**PROBLEM DESCRIPTION**
Among the lines below, copy exactly those from the one with "fn severity(&self) -> Severity;" through the one with "fn detect(&self, ctx: &ScanContext)", counting both ends.

Collected data
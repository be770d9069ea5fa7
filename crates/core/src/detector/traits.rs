use super::context::ScanContext;
use super::key::DetectorKey;
use crate::finding::{Finding, Severity};

/// Core trait for all dark-pattern detectors.
/// Implementors inspect a page snapshot and return findings; they never mutate it.
pub trait Detector: Send + Sync {
    /// Catalog key, also the config toggle name (e.g. "prechecked")
    fn key(&self) -> DetectorKey;

    /// Finding type reported by this detector (e.g. "Pre-checked checkbox")
    fn name(&self) -> &str;

    /// Human-readable description of what this detector checks
    fn description(&self) -> &str;

    /// Fixed severity of every finding from this detector
    fn severity(&self) -> Severity;

    /// Score change applied per finding, never positive
    fn score_delta(&self) -> i32;

    /// Run detection on the given scan context, return findings
    fn detect(&self, ctx: &ScanContext) -> Vec<Finding>;

    /// Disabled detectors return nothing without looking at the page.
    fn evaluate(&self, ctx: &ScanContext, enabled: bool) -> Vec<Finding> {
        if !enabled {
            return Vec::new();
        }
        self.detect(ctx)
    }
}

**EXERCISE RESULT**
    fn severity(&self) -> Severity;

    /// Score change applied per finding, never positive
    fn score_delta(&self) -> i32;

    /// Run detection on the given scan context, return findings
    fn detect(&self, ctx: &ScanContext) -> Vec<Finding>;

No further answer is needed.